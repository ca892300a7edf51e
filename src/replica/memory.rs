//! Simulated Peer Network
//!
//! Every joined identity gets a [`MemoryReplica`] that serves the store call
//! surface from one shared [`GraphStore`] and a broadcast channel that
//! carries the signals addressed to it.

use crate::domain::{
    ops, ActionRef, ContentId, CreateOrDeleteLinksInput, CreateThingInput, DeleteThingInput,
    NodeId, PublicKey, RemoteCall, UpdateThingInput,
};
use crate::error::{Error, Result};
use crate::replica::store::GraphStore;
use crate::signal::{RemoteSignalInput, Signal, SignalKind, SignalOrigin};
use async_trait::async_trait;
use parking_lot::Mutex;
use serde::de::DeserializeOwned;
use serde::Serialize;
use serde_json::Value;
use std::collections::HashMap;
use std::sync::Arc;
use tokio::sync::broadcast;
use tracing::{debug, trace};

// =============================================================================
// Network
// =============================================================================

struct NetworkInner {
    store: Mutex<GraphStore>,
    peers: Mutex<HashMap<PublicKey, broadcast::Sender<Signal>>>,
    peer_anchor: String,
    channel_capacity: usize,
}

impl NetworkInner {
    fn sender(&self, agent: &PublicKey) -> broadcast::Sender<Signal> {
        self.peers
            .lock()
            .entry(agent.clone())
            .or_insert_with(|| broadcast::channel(self.channel_capacity).0)
            .clone()
    }

    fn deliver(&self, agent: &PublicKey, signal: Signal) {
        let sender = self.peers.lock().get(agent).cloned();
        match sender {
            Some(tx) => {
                // No receivers is fine, nobody is listening yet
                let _ = tx.send(signal);
            }
            None => trace!("Dropping signal for unknown agent {}", agent),
        }
    }
}

/// In-process peer network sharing one graph store
#[derive(Clone)]
pub struct SimNetwork {
    inner: Arc<NetworkInner>,
}

impl SimNetwork {
    /// Create a network whose peers register under `peer_anchor`
    pub fn new(peer_anchor: impl Into<String>) -> Self {
        Self::with_capacity(peer_anchor, 1024)
    }

    pub fn with_capacity(peer_anchor: impl Into<String>, channel_capacity: usize) -> Self {
        Self {
            inner: Arc::new(NetworkInner {
                store: Mutex::new(GraphStore::new()),
                peers: Mutex::new(HashMap::new()),
                peer_anchor: peer_anchor.into(),
                channel_capacity,
            }),
        }
    }

    /// Join as `agent`, linking the peer anchor to its identity node
    pub fn join(&self, agent: impl Into<PublicKey>) -> MemoryReplica {
        let agent = agent.into();
        self.inner.sender(&agent);
        self.inner.store.lock().ensure_link(
            NodeId::anchor(self.inner.peer_anchor.clone()),
            NodeId::Identity(agent.clone()),
        );
        debug!("Peer {} joined {}", agent, self.inner.peer_anchor);

        MemoryReplica {
            network: self.inner.clone(),
            agent,
            calls: Mutex::new(HashMap::new()),
            failures: Mutex::new(HashMap::new()),
        }
    }

    pub fn peer_anchor(&self) -> &str {
        &self.inner.peer_anchor
    }

    pub fn peer_count(&self) -> usize {
        self.inner.peers.lock().len()
    }
}

// =============================================================================
// Failure Injection
// =============================================================================

/// A failure to return from the next call of an operation
#[derive(Debug, Clone, PartialEq, Eq)]
pub enum InjectedFailure {
    /// The call never reaches the replica
    Transport,
    /// The replica rejects the call
    Reject(String),
}

// =============================================================================
// Replica
// =============================================================================

/// One peer's connection to the simulated network
pub struct MemoryReplica {
    network: Arc<NetworkInner>,
    agent: PublicKey,
    calls: Mutex<HashMap<String, u64>>,
    failures: Mutex<HashMap<String, InjectedFailure>>,
}

impl MemoryReplica {
    pub fn agent(&self) -> &PublicKey {
        &self.agent
    }

    /// Receiver for signals addressed to this peer
    pub fn subscribe_signals(&self) -> broadcast::Receiver<Signal> {
        self.network.sender(&self.agent).subscribe()
    }

    /// Number of calls made to `operation` so far
    pub fn call_count(&self, operation: &str) -> u64 {
        self.calls.lock().get(operation).copied().unwrap_or(0)
    }

    pub fn total_calls(&self) -> u64 {
        self.calls.lock().values().sum()
    }

    /// Make the next call to `operation` fail
    pub fn fail_next(&self, operation: &str, failure: InjectedFailure) {
        self.failures.lock().insert(operation.to_string(), failure);
    }

    fn emit(&self, signals: Vec<SignalKind>) {
        for kind in signals {
            self.network.deliver(&self.agent, Signal::local(kind));
        }
    }

    fn remote_signal(&self, input: RemoteSignalInput) {
        if input.signal.origin != SignalOrigin::Remote {
            debug!("Ignoring non-remote signal in remote_signal");
            return;
        }
        for agent in input.agents.iter().filter(|a| **a != self.agent) {
            self.network.deliver(agent, input.signal.clone());
        }
    }

    fn dispatch(&self, name: &str, payload: Value) -> Result<Value> {
        let mut store = self.network.store.lock();
        let (result, signals) = match name {
            ops::GET_LATEST_THING => {
                let id: ContentId = decode(payload)?;
                (encode(store.get_latest_thing(&id))?, Vec::new())
            }
            ops::GET_LATEST_THINGS => {
                let ids: Vec<ContentId> = decode(payload)?;
                let things: Vec<_> = ids.iter().map(|id| store.get_latest_thing(id)).collect();
                (encode(things)?, Vec::new())
            }
            ops::GET_ALL_REVISIONS_FOR_THING => {
                let id: ContentId = decode(payload)?;
                (encode(store.get_all_revisions_for_thing(&id)?)?, Vec::new())
            }
            ops::GET_ALL_LINKED_NODE_IDS => {
                let node: NodeId = decode(payload)?;
                (encode(store.get_all_linked_node_ids(&node))?, Vec::new())
            }
            ops::GET_ALL_LINKED_NODES => {
                let node: NodeId = decode(payload)?;
                (encode(store.get_all_linked_nodes(&node))?, Vec::new())
            }
            ops::GET_LINKED_THING_IDS => {
                let node: NodeId = decode(payload)?;
                (encode(store.get_linked_thing_ids(&node))?, Vec::new())
            }
            ops::GET_LINKED_THINGS => {
                let node: NodeId = decode(payload)?;
                (encode(store.get_linked_things(&node))?, Vec::new())
            }
            ops::GET_LINKED_ANCHORS => {
                let node: NodeId = decode(payload)?;
                (encode(store.get_linked_anchors(&node))?, Vec::new())
            }
            ops::GET_LINKED_AGENTS => {
                let node: NodeId = decode(payload)?;
                (encode(store.get_linked_agents(&node))?, Vec::new())
            }
            ops::GET_NODE_AND_LINKED_NODE_IDS => {
                let node: NodeId = decode(payload)?;
                (encode(store.get_node_and_linked_node_ids(&node))?, Vec::new())
            }
            ops::BATCH_GET_NODE_AND_LINKED_NODE_IDS => {
                let nodes: Vec<NodeId> = decode(payload)?;
                (encode(store.batch_get_node_and_linked_node_ids(&nodes))?, Vec::new())
            }
            ops::GET_RECORDS => {
                let refs: Vec<ActionRef> = decode(payload)?;
                (encode(store.get_records(&refs))?, Vec::new())
            }
            ops::CREATE_THING => {
                let input: CreateThingInput = decode(payload)?;
                let (thing, signals) = store.create_thing(&self.agent, input)?;
                (encode(thing)?, signals)
            }
            ops::UPDATE_THING => {
                let input: UpdateThingInput = decode(payload)?;
                let (thing, signals) = store.update_thing(input)?;
                (encode(thing)?, signals)
            }
            ops::DELETE_THING => {
                let input: DeleteThingInput = decode(payload)?;
                let ((), signals) = store.delete_thing(input)?;
                (Value::Null, signals)
            }
            ops::CREATE_LINKS_FROM_NODE => {
                let input: CreateOrDeleteLinksInput = decode(payload)?;
                let ((), signals) = store.create_links(input)?;
                (Value::Null, signals)
            }
            ops::DELETE_LINKS_FROM_NODE => {
                let input: CreateOrDeleteLinksInput = decode(payload)?;
                let ((), signals) = store.delete_links(input);
                (Value::Null, signals)
            }
            ops::REMOTE_SIGNAL => {
                let input: RemoteSignalInput = decode(payload)?;
                drop(store);
                self.remote_signal(input);
                return Ok(Value::Null);
            }
            other => return Err(Error::UnknownOperation(other.to_string())),
        };
        drop(store);

        self.emit(signals);
        Ok(result)
    }
}

fn decode<T: DeserializeOwned>(payload: Value) -> Result<T> {
    Ok(serde_json::from_value(payload)?)
}

fn encode<T: Serialize>(value: T) -> Result<Value> {
    Ok(serde_json::to_value(value)?)
}

#[async_trait]
impl RemoteCall for MemoryReplica {
    async fn call(&self, name: &str, payload: Value) -> Result<Value> {
        *self.calls.lock().entry(name.to_string()).or_insert(0) += 1;

        let injected = self.failures.lock().remove(name);
        match injected {
            Some(InjectedFailure::Transport) => {
                return Err(Error::transport(name, "injected transport failure"))
            }
            Some(InjectedFailure::Reject(reason)) => return Err(Error::remote(name, reason)),
            None => {}
        }

        trace!(agent = %self.agent, operation = name, "Serving call");
        self.dispatch(name, payload)
    }
}

#[cfg(test)]
mod tests {
    use super::*;
    use crate::domain::LinkInput;
    use crate::transport::GraphClient;
    use assert_matches::assert_matches;
    use std::sync::Arc;

    #[tokio::test]
    async fn test_join_registers_peer() {
        let network = SimNetwork::new("PEERS");
        let alice = GraphClient::new(Arc::new(network.join(b"alice".to_vec())));
        let _bob = network.join(b"bob".to_vec());

        let agents = alice.get_linked_agents(&NodeId::anchor("PEERS")).await.unwrap();
        let keys: Vec<_> = agents.into_iter().map(|(key, _)| key).collect();
        assert_eq!(
            keys,
            vec![PublicKey::new(b"alice".to_vec()), PublicKey::new(b"bob".to_vec())]
        );
        assert_eq!(network.peer_count(), 2);
    }

    #[tokio::test]
    async fn test_writes_emit_local_signals_to_caller() {
        let network = SimNetwork::new("PEERS");
        let replica = Arc::new(network.join(b"alice".to_vec()));
        let mut signals = replica.subscribe_signals();
        let client = GraphClient::new(replica.clone());

        let thing = client
            .create_thing("hello", Some(vec![LinkInput::from(NodeId::anchor("X"))]))
            .await
            .unwrap();

        let first = signals.recv().await.unwrap();
        assert_eq!(first.origin, SignalOrigin::Local);
        assert_matches!(first.kind, SignalKind::ContentCreated { thing: t } if t == thing);
        let second = signals.recv().await.unwrap();
        assert_matches!(second.kind, SignalKind::LinksAdded { .. });
    }

    #[tokio::test]
    async fn test_remote_signal_only_forwards_remote_origin() {
        let network = SimNetwork::new("PEERS");
        let alice = Arc::new(network.join(b"alice".to_vec()));
        let bob = network.join(b"bob".to_vec());
        let mut bob_signals = bob.subscribe_signals();
        let client = GraphClient::new(alice.clone());

        let kind = SignalKind::ContentDeleted {
            id: ContentId::new(vec![1]),
        };
        client
            .remote_signal(Signal::local(kind.clone()), vec![bob.agent().clone()])
            .await
            .unwrap();
        assert!(bob_signals.try_recv().is_err());

        client
            .remote_signal(Signal::remote(kind.clone()), vec![bob.agent().clone()])
            .await
            .unwrap();
        assert_eq!(bob_signals.try_recv().unwrap(), Signal::remote(kind));
    }

    #[tokio::test]
    async fn test_failure_injection_is_one_shot() {
        let network = SimNetwork::new("PEERS");
        let replica = Arc::new(network.join(b"alice".to_vec()));
        let client = GraphClient::new(replica.clone());
        let anchor = NodeId::anchor("X");

        replica.fail_next(ops::GET_ALL_LINKED_NODE_IDS, InjectedFailure::Transport);
        assert!(client.get_all_linked_node_ids(&anchor).await.unwrap_err().is_transient());
        assert!(client.get_all_linked_node_ids(&anchor).await.is_ok());

        replica.fail_next(ops::GET_ALL_LINKED_NODE_IDS, InjectedFailure::Reject("nope".into()));
        assert!(client.get_all_linked_node_ids(&anchor).await.unwrap_err().is_rejection());

        assert_eq!(replica.call_count(ops::GET_ALL_LINKED_NODE_IDS), 3);
        assert_eq!(replica.total_calls(), 3);
    }

    #[tokio::test]
    async fn test_unknown_operation() {
        let network = SimNetwork::new("PEERS");
        let replica = network.join(b"alice".to_vec());
        let result = replica.call("launch_rockets", Value::Null).await;
        assert_matches!(result, Err(Error::UnknownOperation(op)) if op == "launch_rockets");
    }
}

◇ ◇ ◇

TASK BRIEF:
Look above for the line holding "self.inner.sender(&agent);", then set down exactly that line and every line after it up to and including the line holding "#[derive(Debug, Clone, PartialEq, Eq)]", with nothing else.

YOUR SOLUTION:
        self.inner.sender(&agent);
        self.inner.store.lock().ensure_link(
            NodeId::anchor(self.inner.peer_anchor.clone()),
            NodeId::Identity(agent.clone()),
        );
        debug!("Peer {} joined {}", agent, self.inner.peer_anchor);

        MemoryReplica {
            network: self.inner.clone(),
            agent,
            calls: Mutex::new(HashMap::new()),
            failures: Mutex::new(HashMap::new()),
        }
    }

    pub fn peer_anchor(&self) -> &str {
        &self.inner.peer_anchor
    }

    pub fn peer_count(&self) -> usize {
        self.inner.peers.lock().len()
    }
}

// =============================================================================
// Failure Injection
// =============================================================================

/// A failure to return from the next call of an operation
#[derive(Debug, Clone, PartialEq, Eq)]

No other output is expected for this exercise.